Don’t agree to meetings or reunions to discuss old times. For “The Loser”, discussing old times is actually a way to upset you, put you off guard, and use the guilt to hook you again.
Don’t offer details about your new life or relationships. Assure him that both his life and your life are now private and that you hope they are happy.
If you start feeling guilty during a phone call, get off the phone fast. More people return to bad marriages and relationships due to guilt than anything else. If you listen to those phone calls from a little distance, as though you were taping them, you’ll find “The Loser” spends most of the call trying to make you feel guilty.
In any contact with the ex “Loser”, provide only a status report, much like you’d provide to your Aunt Gladys. For example: “I’m still working hard and not getting any better at tennis. That’s about it.”
When “The Loser” tells you how difficult the breakup has been, share with him some general thoughts about breaking-up and how finding the right person is difficult. While “The Loser” wants to focus on your relationship, talk in terms of Ann Landers — “Well, breaking up is hard on anyone. Dating is tough in these times. I’m sure we’ll eventually find someone that’s right for both of us.” Remember — nothing personal!

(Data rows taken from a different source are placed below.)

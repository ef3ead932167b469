use clap::Args;

use loan_ledger_core::amortization::build_schedule_report;
use loan_ledger_core::LoanId;

use super::{CommandResult, Context, TermsArgs};

/// Preview a schedule without touching the ledger
#[derive(Args)]
pub struct ScheduleArgs {
    #[command(flatten)]
    pub terms: TermsArgs,
}

pub fn run_schedule(args: ScheduleArgs, ctx: &Context) -> CommandResult {
    let config = ctx.service.config();
    let terms = args.terms.resolve(&config.rates, ctx.service.today())?;
    // previews are not stored, so they carry no id of their own
    let report = build_schedule_report(LoanId(0), &terms, &config.schedule)?;
    Ok(serde_json::to_value(report)?)
}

Keep all contact short and sweet — the shorter the better. As far as “The Loser” is concerned, you’re always on your way somewhere, there’s something in the microwave, or your mother is walking up the steps to your home. Wish “The Loser” well but always with the same tone of voice that you might offer to someone you have just talked to at the grocery
store. For phone conversations, electronics companies make a handy gadget that produces about twenty sounds — a doorbell, an oven or microwave alarm, a knock on the door, etc. That little device is handy to use on the phone — the microwave dinner just came out or someone is at the door. Do whatever you have to do to keep the conversation short — and not personal.